I have a Pandas dataframe, out
, that I am computing counts on by the columns, city
and raingarden
using the
following series:
out.groupby(['city','raingarden']).size()
with the output
city raingarden
55405 True 3
Edina True 7
MInneapolis True 8
Minneapolis False 2482
True 847
Minneapolis False 2
True 1
Minneapolis, True 1
Minneapolis, False 2
Minneapolsi False 5
True 3
Minnepolis False 4
Minnespolis False 4
Minnetonka False 1
True 2
Minnneapolis False 5
Mpla True 3
Mpls False 22
True 20
Mpls. False 8
True 17
NE Mpls True 6
Richfield True 1
SLP True 3
St Louis Park True 2
St. Louis Park False 1
Victoria False 1
Wayzata False 2
True 1
minneapolis False 3
mpls True 2
dtype: int64
I want to take this and output it to a tabulate
table.
To do this, I did the following:
headers = ['city','has rain garden', 'n']
print tabulate(out.groupby(['city','raingarden']).size().to_frame(), headers, tablefmt="simple")

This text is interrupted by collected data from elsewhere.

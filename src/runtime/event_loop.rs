use std::io::Stdout;
use std::path::PathBuf;
use std::sync::mpsc::Receiver;
use std::time::{Duration, Instant};

use crossterm::event::{
    self, Event, KeyCode, KeyEvent, KeyEventKind, KeyModifiers, MouseButton, MouseEvent,
    MouseEventKind,
};
use ratatui::layout::Rect;
use ratatui::{Terminal, backend::CrosstermBackend};
use tracing::{debug, warn};

use crate::app::{App, PlayRequest};
use crate::config::{ControlsSettings, UiSettings};
use crate::mpris::{ControlCmd, MprisHandle, Snapshot};
use crate::runtime::mpris_sync::update_mpris;
use crate::store::{PersistedPlayback, QueueStore};
use crate::surface::{MediaEvent, MediaOutput, PlaybackSurface};
use crate::sync::{NetEvent, Requests};
use crate::ui;

/// Everything the event loop owns between iterations.
pub struct Session<O: MediaOutput> {
    pub app: App,
    pub store: QueueStore,
    pub surface: PlaybackSurface<O>,
    requests: Requests,
    mpris: Option<MprisHandle>,
    ui: UiSettings,
    controls: ControlsSettings,

    /// Two-key prefixes for `gg` and `zz`.
    pending_gg: bool,
    pending_zz: bool,
    /// Where the progress bar was last drawn, for mouse seeking.
    progress_area: Rect,

    state_path: Option<PathBuf>,
    persisted: PersistedPlayback,
    last_mpris: Option<Snapshot>,
}

impl<O: MediaOutput> Session<O> {
    #[allow(clippy::too_many_arguments)]
    pub fn new(
        app: App,
        store: QueueStore,
        surface: PlaybackSurface<O>,
        requests: Requests,
        mpris: Option<MprisHandle>,
        ui: UiSettings,
        controls: ControlsSettings,
        state_path: Option<PathBuf>,
    ) -> Self {
        let persisted = PersistedPlayback::from_store(&store);
        Self {
            app,
            store,
            surface,
            requests,
            mpris,
            ui,
            controls,
            pending_gg: false,
            pending_zz: false,
            progress_area: Rect::default(),
            state_path,
            persisted,
            last_mpris: None,
        }
    }

    fn play(&mut self, req: PlayRequest) {
        self.app.follow_playback_on();
        // Picking from the list that is already queued keeps its shuffled order.
        let same_list = self.store.original_queue().len() == req.queue.len()
            && self
                .store
                .original_queue()
                .iter()
                .zip(&req.queue)
                .all(|(a, b)| a.id == b.id);
        let queued_at = self
            .store
            .position_of_original(req.index)
            .filter(|&i| self.store.queue().get(i).is_some_and(|t| t.id == req.track.id));
        match queued_at {
            Some(i) if same_list => self.store.play_at_index(i),
            _ => self.store.play(req.track, Some(req.queue), Some(req.index)),
        }
    }

    /// Play the selected row, or resume whatever is loaded.
    fn play_selected_or_resume(&mut self) {
        if self.store.current().is_some() {
            self.store.resume();
        } else if let Some(req) = self.app.play_request() {
            self.play(req);
        }
    }

    /// Returns `true` when the app should quit.
    pub fn handle_control(&mut self, cmd: ControlCmd) -> bool {
        debug!(?cmd, "control command");
        match cmd {
            ControlCmd::Quit => return true,
            ControlCmd::Play => self.play_selected_or_resume(),
            ControlCmd::Pause => self.store.pause(),
            ControlCmd::PlayPause => {
                if self.store.is_playing() {
                    self.store.pause();
                } else {
                    self.play_selected_or_resume();
                }
            }
            ControlCmd::Stop => {
                self.store.pause();
                self.surface.seek_to(Duration::ZERO, &mut self.store);
            }
            ControlCmd::Next => self.store.next(),
            ControlCmd::Prev => self.store.previous(),
            ControlCmd::Seek(offset) => {
                let delta = Duration::from_micros(offset.unsigned_abs());
                self.surface
                    .seek_relative(offset >= 0, delta, &mut self.store);
            }
            ControlCmd::SetPosition(target) => self.surface.seek_to(target, &mut self.store),
            ControlCmd::SetVolume(v) => self.store.set_volume(v),
            ControlCmd::SetShuffle(on) => self.store.set_shuffle(on),
            ControlCmd::SetRepeat(mode) => self.store.set_repeat_mode(mode),
        }
        false
    }

    pub fn handle_media(&mut self, event: MediaEvent) {
        if let Err(e) = self.surface.handle_event(event, &mut self.store) {
            self.app.report_text(e.to_string());
        }
    }

    pub fn handle_net(&mut self, event: NetEvent) {
        match event {
            NetEvent::Songs { ticket, result } => {
                self.app.accept_songs(ticket, result);
            }
            NetEvent::Profile(result) => self.app.accept_profile(result),
            NetEvent::Playlists(result) => self.app.accept_playlists(result),
            NetEvent::Playlist { ticket, result } => {
                self.app.accept_playlist(ticket, result);
            }
            NetEvent::Favourite { edit, result } => self.app.finish_toggle_favourite(edit, result),
            NetEvent::PlaylistAddition {
                playlist_id,
                result,
            } => self.app.finish_add_to_playlist(&playlist_id, result),
            NetEvent::PlaylistRemoval { edit, result } => {
                self.app.finish_remove_from_playlist(edit, result)
            }
            NetEvent::SongDeleted { id, result } => {
                if self.app.finish_delete_song(&id, result) {
                    self.store.remove_track(&id);
                }
            }
        }
    }

    pub fn handle_mouse(&mut self, mouse: MouseEvent) {
        let fraction = ui::seek_fraction(self.progress_area, mouse.column);
        match mouse.kind {
            MouseEventKind::Down(MouseButton::Left)
                if ui::contains(self.progress_area, mouse.column, mouse.row) =>
            {
                self.surface.begin_seek(&self.store);
                self.surface.drag_seek(fraction);
            }
            MouseEventKind::Drag(MouseButton::Left) => self.surface.drag_seek(fraction),
            MouseEventKind::Up(MouseButton::Left) if self.surface.seek_preview().is_some() => {
                self.surface.end_seek(fraction, &mut self.store);
            }
            _ => {}
        }
    }

    /// Returns `true` when the app should quit.
    pub fn handle_key(&mut self, key: KeyEvent) -> bool {
        if key.kind != KeyEventKind::Press {
            return false;
        }
        if key.code == KeyCode::Char('c') && key.modifiers.contains(KeyModifiers::CONTROL) {
            return true;
        }
        if self.app.filter_mode {
            self.pending_gg = false;
            self.pending_zz = false;
            self.handle_filter_key(key);
            return false;
        }

        let gg = std::mem::take(&mut self.pending_gg);
        let zz = std::mem::take(&mut self.pending_zz);

        match key.code {
            KeyCode::Char('q') => return true,
            KeyCode::Esc => {
                self.surface.cancel_seek();
                self.app.metadata_window = false;
            }
            KeyCode::Char('/') => self.app.enter_filter_mode(),
            KeyCode::Char('g') => {
                if gg {
                    self.app.follow_playback_off();
                    self.app.select_first();
                } else {
                    self.pending_gg = true;
                }
            }
            KeyCode::Char('G') => {
                self.app.follow_playback_off();
                self.app.select_last();
            }
            KeyCode::Char('z') => {
                if zz {
                    if let Some(id) = self.store.current().map(|t| t.id.clone()) {
                        self.app.select_track_id(&id);
                    }
                } else {
                    self.pending_zz = true;
                }
            }
            KeyCode::Char('j') => {
                self.app.follow_playback_off();
                self.app.next();
            }
            KeyCode::Char('k') => {
                self.app.follow_playback_off();
                self.app.prev();
            }
            KeyCode::Enter => {
                let already_playing = self.store.is_playing()
                    && self
                        .store
                        .current()
                        .zip(self.app.selected_track())
                        .is_some_and(|(c, s)| c.id == s.id);
                if !already_playing {
                    if let Some(req) = self.app.play_request() {
                        self.play(req);
                    }
                }
            }
            KeyCode::Char('p') => self.store.toggle_play(),
            KeyCode::Char('l') => self.store.next(),
            KeyCode::Char('h') => self.store.previous(),
            KeyCode::Char('s') => self.store.toggle_shuffle(),
            KeyCode::Char('r') => self.store.cycle_repeat(),
            KeyCode::Char('m') => self.store.toggle_mini_player(),
            KeyCode::Char('K') => self.app.toggle_metadata_window(),
            KeyCode::Char('f') => {
                if let Some(id) = self.app.selected_track().map(|t| t.id.clone()) {
                    if let Some(edit) = self.app.begin_toggle_favourite(&id) {
                        self.requests.toggle_favourite(edit, id);
                    }
                }
            }
            KeyCode::Char('1') => self.app.show_all(),
            KeyCode::Char('2') => self.app.show_favourites(),
            KeyCode::Char('3') => {
                if let Some((ticket, id)) = self.app.next_playlist() {
                    self.requests.fetch_playlist(ticket, id);
                }
            }
            KeyCode::Char('a') => {
                if let Some((playlist_id, song_id)) = self.app.begin_add_to_playlist() {
                    self.requests.add_to_playlist(playlist_id, song_id);
                }
            }
            KeyCode::Char('d') => {
                if let Some((edit, playlist_id, song_id)) = self.app.begin_remove_from_playlist() {
                    self.requests.remove_from_playlist(edit, playlist_id, song_id);
                }
            }
            KeyCode::Char('X') => {
                if let Some(track) = self.app.begin_delete_song() {
                    self.requests.delete_song(track);
                }
            }
            KeyCode::Char('o') => match self.app.spotlight_request() {
                Some(req) => self.play(req),
                None => self.app.notify("Nothing in the spotlight yet"),
            },
            KeyCode::Char('R') => self.reload(),
            code => {
                self.surface.handle_key(code, &mut self.store, false);
            }
        }
        false
    }

    fn handle_filter_key(&mut self, key: KeyEvent) {
        let ctrl = key.modifiers.contains(KeyModifiers::CONTROL);
        match key.code {
            KeyCode::Esc => self.app.clear_filter(),
            KeyCode::Backspace => self.app.pop_filter_char(),
            KeyCode::Down => self.app.next(),
            KeyCode::Up => self.app.prev(),
            KeyCode::Char('j' | 'n') if ctrl => self.app.next(),
            KeyCode::Char('k' | 'p') if ctrl => self.app.prev(),
            KeyCode::Char(c) if !c.is_control() => self.app.push_filter_char(c),
            KeyCode::Enter => {
                // No visible results, nothing to play.
                if let Some(req) = self.app.play_request() {
                    self.app.exit_filter_mode();
                    self.play(req);
                }
            }
            _ => {}
        }
    }

    fn reload(&mut self) {
        self.app.notify(format!("Reloading from {}", self.requests.source_label()));
        let ticket = self.app.request_songs();
        self.requests.fetch_songs(ticket);
        self.requests.fetch_profile();
        self.requests.fetch_playlists();
        if let Some((ticket, id)) = self.app.reload_playlist() {
            self.requests.fetch_playlist(ticket, id);
        }
    }

    /// Per-iteration bookkeeping after all input has been applied.
    pub fn settle(&mut self, now: Instant) {
        self.surface.sync(&self.store);
        self.app.follow(self.store.current());
        self.persist_if_changed();
        self.app.tick(now);
        if let Some(mpris) = &self.mpris {
            update_mpris(mpris, &self.store, &mut self.last_mpris);
        }
    }

    fn persist_if_changed(&mut self) {
        let current = PersistedPlayback::from_store(&self.store);
        if current == self.persisted {
            return;
        }
        self.persisted = current;
        if let Some(path) = &self.state_path {
            if let Err(e) = current.save(path) {
                warn!(error = %e, "failed to save playback state");
            }
        }
    }

    pub fn draw(&mut self, frame: &mut ratatui::Frame) {
        self.progress_area = ui::draw(
            frame,
            &self.app,
            &self.store,
            self.surface.seek_preview(),
            &self.ui,
            &self.controls,
        );
    }
}

/// Main terminal event loop: drains media, network and MPRIS events, draws,
/// then polls input. Returns `Ok(())` when shutdown is requested.
pub fn run<O: MediaOutput>(
    terminal: &mut Terminal<CrosstermBackend<Stdout>>,
    session: &mut Session<O>,
    media_rx: &Receiver<MediaEvent>,
    net_rx: &Receiver<NetEvent>,
    control_rx: &Receiver<ControlCmd>,
) -> Result<(), Box<dyn std::error::Error>> {
    loop {
        while let Ok(event) = media_rx.try_recv() {
            session.handle_media(event);
        }
        while let Ok(event) = net_rx.try_recv() {
            session.handle_net(event);
        }
        while let Ok(cmd) = control_rx.try_recv() {
            if session.handle_control(cmd) {
                return Ok(());
            }
        }

        session.settle(Instant::now());
        terminal.draw(|f| session.draw(f))?;

        if event::poll(Duration::from_millis(50))? {
            match event::read()? {
                Event::Key(key) => {
                    if session.handle_key(key) {
                        return Ok(());
                    }
                }
                Event::Mouse(mouse) => session.handle_mouse(mouse),
                _ => {}
            }
        }
    }
}

#[cfg(test)]
mod tests;
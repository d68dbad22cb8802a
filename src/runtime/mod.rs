use std::sync::mpsc;
use std::time::Duration;

use crossterm::event::{DisableMouseCapture, EnableMouseCapture};
use crossterm::execute;
use crossterm::terminal::{EnterAlternateScreen, LeaveAlternateScreen, disable_raw_mode, enable_raw_mode};
use ratatui::{Terminal, backend::CrosstermBackend};
use tracing::info;

use crate::app::App;
use crate::audio::AudioPlayer;
use crate::logging;
use crate::mpris::ControlCmd;
use crate::surface::PlaybackSurface;
use crate::sync::{NetEvent, Requests};

mod event_loop;
mod mpris_sync;
mod settings;
mod startup;

pub fn run() -> Result<(), Box<dyn std::error::Error>> {
    let settings = settings::load_settings();
    if let Some(path) = logging::init(&settings.logging) {
        info!(log = %path.display(), "encore starting");
    }

    let source = startup::build_source(&settings);
    let (net_tx, net_rx) = mpsc::channel::<NetEvent>();
    let requests = Requests::new(source, net_tx);

    let (store, state_path) = startup::restore_store(&settings);
    let (audio_player, media_rx) = AudioPlayer::new(settings.audio.clone());
    let surface = PlaybackSurface::new(audio_player, &settings.controls);

    let mut app = App::new(&settings.ui, requests.source_label());
    startup::initial_fetches(&mut app, &requests);

    let (control_tx, control_rx) = mpsc::channel::<ControlCmd>();
    let mpris = crate::mpris::spawn_mpris(control_tx);

    let mut session = event_loop::Session::new(
        app,
        store,
        surface,
        requests,
        Some(mpris),
        settings.ui.clone(),
        settings.controls.clone(),
        state_path,
    );

    enable_raw_mode()?;
    let mut stdout = std::io::stdout();
    execute!(stdout, EnterAlternateScreen, EnableMouseCapture)?;
    let backend = CrosstermBackend::new(stdout);
    let mut terminal = Terminal::new(backend)?;

    let run_result = event_loop::run(&mut terminal, &mut session, &media_rx, &net_rx, &control_rx);

    disable_raw_mode()?;
    execute!(terminal.backend_mut(), LeaveAlternateScreen, DisableMouseCapture)?;
    terminal.show_cursor()?;

    session
        .surface
        .output()
        .quit_softly(Duration::from_millis(settings.audio.quit_fade_out_ms));
    info!("encore stopped");

    run_result
}
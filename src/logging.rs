//! File logging via `tracing-subscriber`.
//!
//! The terminal belongs to the UI, so everything goes to a log file instead:
//! `logging.file`, else `encore.log` in the state directory.

use std::env;
use std::fs::{self, OpenOptions};
use std::path::PathBuf;
use std::sync::Mutex;

use tracing_subscriber::EnvFilter;
use tracing_subscriber::layer::SubscriberExt;
use tracing_subscriber::util::SubscriberInitExt;

use crate::config::{LoggingSettings, default_state_dir};

const FILTER_ENV: &str = "ENCORE_LOG";

pub fn log_path(settings: &LoggingSettings) -> Option<PathBuf> {
    settings
        .file
        .clone()
        .or_else(|| default_state_dir().map(|d| d.join("encore.log")))
}

/// `$ENCORE_LOG` if set and valid, else the configured level, else `info`.
fn filter(settings: &LoggingSettings) -> EnvFilter {
    if let Ok(directive) = env::var(FILTER_ENV) {
        match EnvFilter::try_new(&directive) {
            Ok(f) => return f,
            Err(e) => eprintln!("Ignoring {FILTER_ENV}={directive:?}: {e}"),
        }
    }
    EnvFilter::try_new(&settings.level).unwrap_or_else(|e| {
        eprintln!("Invalid logging.level {:?}: {e}", settings.level);
        EnvFilter::new("info")
    })
}

/// Install the global subscriber. Returns the log file in use, or `None` when
/// logging could not be set up (the app still runs, just silently).
pub fn init(settings: &LoggingSettings) -> Option<PathBuf> {
    let path = log_path(settings)?;
    if let Some(parent) = path.parent() {
        if let Err(e) = fs::create_dir_all(parent) {
            eprintln!("Cannot create log directory {}: {e}", parent.display());
            return None;
        }
    }

    let file = match OpenOptions::new().create(true).append(true).open(&path) {
        Ok(f) => f,
        Err(e) => {
            eprintln!("Cannot open log file {}: {e}", path.display());
            return None;
        }
    };

    let layer = tracing_subscriber::fmt::layer()
        .with_ansi(false)
        .with_thread_names(true)
        .with_writer(Mutex::new(file));

    tracing_subscriber::registry()
        .with(filter(settings))
        .with(layer)
        .try_init()
        .ok()?;

    Some(path)
}

#[cfg(test)]
mod tests {
    use super::*;

    #[test]
    fn explicit_log_file_wins() {
        let settings = LoggingSettings {
            level: "debug".into(),
            file: Some(PathBuf::from("/tmp/encore-test.log")),
        };
        assert_eq!(
            log_path(&settings),
            Some(PathBuf::from("/tmp/encore-test.log"))
        );
    }

    #[test]
    fn configured_level_is_used_when_valid() {
        let settings = LoggingSettings {
            level: "encore=debug".into(),
            file: None,
        };
        assert_eq!(filter(&settings).to_string(), "encore=debug");
    }
}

Issue 1: I need to get a column name on the counts, but have not had any luck;
Issue 2 (which is probably related to issue 1), the output looks like this:
city has rain garden
-------------------------- -----------------
(u'55405', True) 3
(u'Edina', True) 7
(u'MInneapolis', True) 8
(u'Minneapolis', False) 2482
(u'Minneapolis', True) 847
(u'Minneapolis ', False) 2
(u'Minneapolis ', True) 1
(u'Minneapolis,', True) 1
(u'Minneapolis, ', False) 2
(u'Minneapolsi', False) 5
(u'Minneapolsi', True) 3
(u'Minnepolis', False) 4
(u'Minnespolis', False) 4
(u'Minnetonka', False) 1
(u'Minnetonka', True) 2
(u'Minnneapolis', False) 5
(u'Mpla', True) 3
(u'Mpls', False) 22
(u'Mpls', True) 20
(u'Mpls.', False) 8
(u'Mpls.', True) 17
(u'NE Mpls', True) 6
(u'Richfield', True) 1
(u'SLP', True) 3
(u'St Louis Park', True) 2
(u'St. Louis Park', False) 1
(u'Victoria', False) 1
(u'Wayzata', False) 2
(u'Wayzata', True) 1
(u'minneapolis', False) 3
(u'mpls', True) 2
The first two columns are given as a tuple? Thus, how do I split these into separate columns, and how do I add a label for my counts? I am sure what I am trying to achieve should be much simpler than I tried.